L’affaire Merah reste certes dans les esprits, mais du fait que le chasseur alpin Cédric Cordier, victime d’une tentative d’assassinat à La Défense, ne souffrira sans doute que de séquelles psychologiques, l’opinion française n’est guère mobilisée ou sensibilisée contre la propagande jihadiste. Il en est tout autrement au Royaume Uni où le ministère de l’Intérieur, relayé et amplifié par la presse conservatrice, envisage de censurer les supports appelant au jihad, directement ou indirectement,  à la suite des funérailles du fusilier-tambour Lee Rigby et de la sixième arrestation liée, de près ou de loin, à cet acte de guerre.

Ce n’est certes pas pour abonder dans le sens de Riposte laïque que je me fais ici l’avocat du démon (sheitan) en soutenant que la question du djihad (ou jihad) pose un très sérieux problème aux autorités laïques et religieuses soucieuses d’endiguer la propagande islamiste radicale.

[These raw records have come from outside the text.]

//! Error types for the waiter loop.

use crate::framework::QueueError;
use thiserror::Error;

#[derive(Debug, Clone, Error, PartialEq)]
pub enum WaiterError {
    /// The restaurant is closing; the current order was given up.
    #[error("Waiter stopped before the order was served")]
    Cancelled,

    /// There is nothing on the menu to order.
    #[error("The menu is empty")]
    EmptyMenu,
}

impl From<QueueError> for WaiterError {
    fn from(err: QueueError) -> Self {
        match err {
            QueueError::Cancelled => Self::Cancelled,
        }
    }
}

On aura beau tergiverser, édulcorer, se lancer dans des exégèses, gloser, tout rappel de textes fondamentaux de l’islam des origines peut justifier pleinement – quelles que soient les écoles traditionnelles admises par la religion musulmane – qui interprète la lutte contre toute atteinte à n’importe quelle composante d’une population musulmane en tant qu’obligation personnelle de riposter.

Je ne m’en voudrais de mettre en doute la bonne foi des aumôniers militaires musulmans des armées françaises et britanniques, mais ils ne sont crédibles qu’auprès de celles et ceux qui veulent bien admettre leurs interprétations alors que rien ne les y engage formellement.

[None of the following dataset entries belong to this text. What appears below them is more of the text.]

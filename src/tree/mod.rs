//! In-memory project tree: nodes, the owning store, path addresses and the
//! visible-row projection a view renders from.

pub mod address;
pub mod node;
pub mod notify;
pub mod rows;
pub mod store;

pub use address::PathAddress;
pub use node::{Expansion, NodeId, NodeKind, Selection, TreeNode, ROOT_ID};
pub use notify::{NullObserver, TreeObserver};
pub use rows::{visible_rows, Glyphs, VisibleRow};
pub use store::{InsertRequest, NodeSnapshot, TreeStore};

/// Small fixture shared by the unit tests:
///
/// ```text
/// /
/// ├── proj/
/// │   ├── src/
/// │   │   └── main/
/// │   │       └── mod.rs
/// │   └── README.md
/// └── notes.txt
/// ```
#[cfg(test)]
pub(crate) fn sample_tree() -> TreeStore {
    let mut store = TreeStore::new(std::path::Path::new("/"));
    let root = store.root();
    let proj = store
        .append_child(root, TreeNode::directory("/proj", "proj"))
        .unwrap();
    store
        .append_child(
            root,
            TreeNode::file("/notes.txt", "notes.txt", Some("text/plain".into())),
        )
        .unwrap();
    let src = store
        .append_child(proj, TreeNode::directory("/proj/src", "src"))
        .unwrap();
    store
        .append_child(
            proj,
            TreeNode::file("/proj/README.md", "README.md", Some("text/markdown".into())),
        )
        .unwrap();
    let main = store
        .append_child(src, TreeNode::directory("/proj/src/main", "main"))
        .unwrap();
    store
        .append_child(
            main,
            TreeNode::file("/proj/src/main/mod.rs", "mod.rs", Some("text/x-rust".into())),
        )
        .unwrap();
    store.flush();
    store
}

Il faut considérer deux choses… D’une part, aucune fatwa, aucun mot d’ordre d’un quelconque imam ou ayatollah n’oblige vraiment un musulman à l’admettre en son for intérieur, il s’en trouvera toujours un autre pour soutenir autre chose, voire l’inverse. Cela vaut bien sûr dans les deux sens : celui de l’apaisement tout comme la radicalisation. D’autre part, tout pays sur lequel s’élève une mosquée peut-être considérée terre d’islam à jamais (même si le bâtiment est régi par un bail emphytéotique théoriquement caduc à terme), et tout musulman résidant dans un pays « voisin » (au sens large) d’une terre d’islam peut se sentir fondé à se livrer au jihad. Seul·e·s les faibles d’esprit, les gravement handicapés, quelques autres, et non les femmes et les enfants (voire les esclaves) sont dispensés de l’obligation de riposter.

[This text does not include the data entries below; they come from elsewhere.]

#[cfg(test)]
mod tests {
    use super::*;
    use crate::tree::notify::{Recorded, RecordingObserver};
    use crate::tree::sample_tree;

    #[test]
    fn new_store_has_expanded_root_only() {
        let store = TreeStore::new(Path::new("/proj"));
        let root = store.node(store.root()).unwrap();
        assert_eq!(root.id(), ROOT_ID);
        assert_eq!(root.label(), "proj");
        assert!(root.expansion().is_expanded());
        assert_eq!(store.node_count(), 1);
    }

    #[test]
    fn walk_is_breadth_first() {
        let store = sample_tree();
        let mut labels = Vec::new();
        store.walk(&[store.root()], |_, node| {
            labels.push(node.label().to_string());
            None::<()>
        });
        assert_eq!(
            labels,
            vec!["/", "proj", "notes.txt", "src", "README.md", "main", "mod.rs"]
        );
    }

    #[test]
    fn walk_stops_at_first_result() {
        let store = sample_tree();
        let mut visited = 0;
        let found = store.walk(&[store.root()], |_, node| {
            visited += 1;
            (node.label() == "notes.txt").then(|| node.id().to_string())
        });
        assert_eq!(found.as_deref(), Some("/notes.txt"));
        assert_eq!(visited, 3);
    }

    #[test]
    fn walk_over_multiple_roots() {
        let store = sample_tree();
        let src = store.find_by_id("/proj/src").unwrap();
        let notes = store.find_by_id("/notes.txt").unwrap();
        let ids = {
            let mut ids = Vec::new();
            store.walk(&[notes, src], |id, _| {
                ids.push(id);
                None::<()>
            });
            ids
        };
        assert_eq!(ids[0], notes);
        assert_eq!(ids[1], src);
        assert_eq!(ids.len(), 4);
    }

    #[test]
    fn find_by_id_and_label() {
        let store = sample_tree();
        let main = store.find_by_id("/proj/src/main").unwrap();
        assert_eq!(store.node(main).unwrap().label(), "main");
        assert_eq!(store.find_by_label("main"), Some(main));
        assert!(store.find_by_id("/nope").is_none());
        assert!(store.find_by_label("nope").is_none());
    }

    #[test]
    fn reset_selection_clears_everything() {
        let mut store = sample_tree();
        for id in store.descendants(store.root()) {
            store.set_selection(id, Selection::Selected);
        }
        assert!(store.selected_count() > 1);
        store.reset_selection();
        assert_eq!(store.selected_count(), 0);
        assert!(store.selected().is_none());
    }

    #[test]
    fn collapse_empty_leaves_keeps_branches_open() {
        let mut store = sample_tree();
        let src = store.find_by_id("/proj/src").unwrap();
        let readme = store.find_by_id("/proj/README.md").unwrap();
        store.set_expansion(src, Expansion::Expanded);
        store.set_expansion(readme, Expansion::Expanded);

        store.collapse_empty_leaves();

        assert!(store.node(src).unwrap().expansion().is_expanded());
        assert_eq!(store.node(readme).unwrap().expansion(), Expansion::Collapsed);
    }

    #[test]
    fn insert_defaults_to_first_root_child() {
        let mut store = sample_tree();
        let proj = store.find_by_id("/proj").unwrap();
        let before = store.children(proj).len();

        let id = store
            .insert(InsertRequest::new("/proj/new.rs", b"fn main() {}".to_vec()))
            .unwrap();

        assert_eq!(store.children(proj).len(), before + 1);
        assert_eq!(store.children(proj).last(), Some(&id));
        let node = store.node(id).unwrap();
        assert_eq!(node.label(), "new.rs");
        assert_eq!(node.kind(), NodeKind::File);
        assert_eq!(node.content(), Some(&b"fn main() {}"[..]));
        assert_eq!(node.parent(), Some(proj));
    }

    #[test]
    fn insert_into_empty_tree_targets_root() {
        let mut store = TreeStore::new(Path::new("/empty"));
        let id = store.insert(InsertRequest::new("/empty/a", Vec::new())).unwrap();
        assert_eq!(store.children(store.root()), &[id]);
    }

    #[test]
    fn insert_under_explicit_parent() {
        let mut store = sample_tree();
        let main = store.find_by_id("/proj/src/main").unwrap();
        let id = store
            .insert(
                InsertRequest::new("/proj/src/main/x", vec![1, 2])
                    .under(main)
                    .label("renamed")
                    .mime_type("application/octet-stream"),
            )
            .unwrap();
        let node = store.node(id).unwrap();
        assert_eq!(node.label(), "renamed");
        assert_eq!(node.mime_type(), Some("application/octet-stream"));
        assert_eq!(store.children(main).last(), Some(&id));
    }

    #[test]
    fn insert_on_file_parent_fails_without_mutation() {
        let mut store = sample_tree();
        let readme = store.find_by_id("/proj/README.md").unwrap();
        let count = store.node_count();

        let err = store
            .insert(InsertRequest::new("/proj/README.md/x", Vec::new()).under(readme))
            .unwrap_err();

        assert!(matches!(err, TreeError::InvalidParent(p) if p == readme));
        assert!(store.children(readme).is_empty());
        assert_eq!(store.node_count(), count);
    }

    #[test]
    fn insert_marks_tree_changed() {
        let mut store = sample_tree();
        let observer = RecordingObserver::default();
        store.set_observer(observer.clone());
        store.flush();
        assert!(!store.render_pending());

        store.insert(InsertRequest::new("/proj/z", Vec::new())).unwrap();
        assert!(store.flush());
        assert_eq!(observer.events(), vec![Recorded::TreeChanged]);
    }

    #[test]
    fn render_requests_coalesce() {
        let mut store = sample_tree();
        let observer = RecordingObserver::default();
        store.set_observer(observer.clone());

        store.reset_selection();
        store.collapse_empty_leaves();
        store.expand_all();
        assert!(store.flush());
        assert!(!store.flush());
        assert_eq!(observer.events(), vec![Recorded::TreeChanged]);
    }

    #[test]
    fn clear_children_drops_descendants() {
        let mut store = sample_tree();
        let src = store.find_by_id("/proj/src").unwrap();
        let main = store.find_by_id("/proj/src/main").unwrap();
        let count = store.node_count();

        store.clear_children(src);

        assert!(store.children(src).is_empty());
        assert!(!store.contains(main));
        assert_eq!(store.node_count(), count - 2);
    }

    #[test]
    fn expand_ancestors_leaves_node_itself() {
        let mut store = sample_tree();
        let mod_rs = store.find_by_id("/proj/src/main/mod.rs").unwrap();
        store.expand_ancestors(mod_rs);
        for id in ["/proj", "/proj/src", "/proj/src/main"] {
            let node = store.find_by_id(id).unwrap();
            assert!(store.node(node).unwrap().expansion().is_expanded(), "{id}");
        }
        assert_eq!(store.node(mod_rs).unwrap().expansion(), Expansion::Collapsed);
    }

    #[test]
    fn collapse_all_keeps_root_open() {
        let mut store = sample_tree();
        store.expand_all();
        store.collapse_all();
        assert!(store.node(store.root()).unwrap().expansion().is_expanded());
        let proj = store.find_by_id("/proj").unwrap();
        assert_eq!(store.node(proj).unwrap().expansion(), Expansion::Collapsed);
    }

    #[test]
    fn set_disabled_drops_selection() {
        let mut store = sample_tree();
        let notes = store.find_by_id("/notes.txt").unwrap();
        store.set_selection(notes, Selection::Selected);
        store.set_disabled(notes, true);
        assert!(store.node(notes).unwrap().is_disabled());
        assert_eq!(store.selected_count(), 0);
    }

    #[test]
    fn snapshot_serializes_nested_tree() {
        let store = sample_tree();
        let snapshot = store.snapshot().unwrap();
        assert_eq!(snapshot.id, ROOT_ID);
        assert_eq!(snapshot.children.len(), 2);
        let json = serde_json::to_value(&snapshot).unwrap();
        assert_eq!(json["children"][0]["label"], "proj");
        assert_eq!(json["children"][0]["kind"], "directory");
        assert_eq!(json["children"][1]["mime_type"], "text/plain");
        assert!(json["children"][1].get("children").is_none());
    }

    #[test]
    fn snapshot_keeps_order_in_deep_chains() {
        let mut store = TreeStore::new(Path::new("/deep"));
        let mut parent = store.root();
        for i in 0..1000 {
            let dir = store
                .append_child(parent, TreeNode::directory(format!("/deep/{i}"), i.to_string()))
                .unwrap();
            store
                .append_child(parent, TreeNode::file(format!("/deep/{i}.txt"), format!("{i}.txt"), None))
                .unwrap();
            parent = dir;
        }

        let snapshot = store.snapshot_of(store.root()).unwrap();
        let mut current = &snapshot;
        let mut depth = 0;
        while let Some(first) = current.children.first() {
            if current.children.len() == 2 {
                assert_eq!(current.children[1].label, format!("{depth}.txt"));
            }
            current = first;
            depth += 1;
        }
        assert_eq!(depth, 1000);
        assert_eq!(current.label, "999");
    }

    #[test]
    fn source_path_of_root_and_child() {
        let store = sample_tree();
        assert_eq!(store.source_path(store.root()), Some(PathBuf::from("/")));
        let src = store.find_by_id("/proj/src").unwrap();
        assert_eq!(store.source_path(src), Some(PathBuf::from("/proj/src")));
    }
}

Or, et la presse anglaise (Guardian, Independent…)  s’en fait l’écho, notamment avec des caricatures de drones, il est indéniable que des populations musulmanes fassent l’objet d’attaques pouvant provoquer les fameux « dommages collatéraux » frappant des civils.

Au Royaume-Uni, le MI5 en est à six arrestations découlant du meurtre du « tambour Rigby » (en fait un soldat d’élite ayant été engagé en Somalie et Afghanistan). La BBC, notamment, a fait état des propos de divers chefs religieux ayant séjourné en Grande-Bretagne et soutenant les assassins. Du coup, Theresa May, ministre de l’Intérieur, s’interroge sur l’opportunité de censurer les « hate preachers », tant bien même n’appelleraient-ils pas clairement à la violence… tout en justifiant, par le rappel des textes, implicitement, celles et ceux qui s’y sont livrés.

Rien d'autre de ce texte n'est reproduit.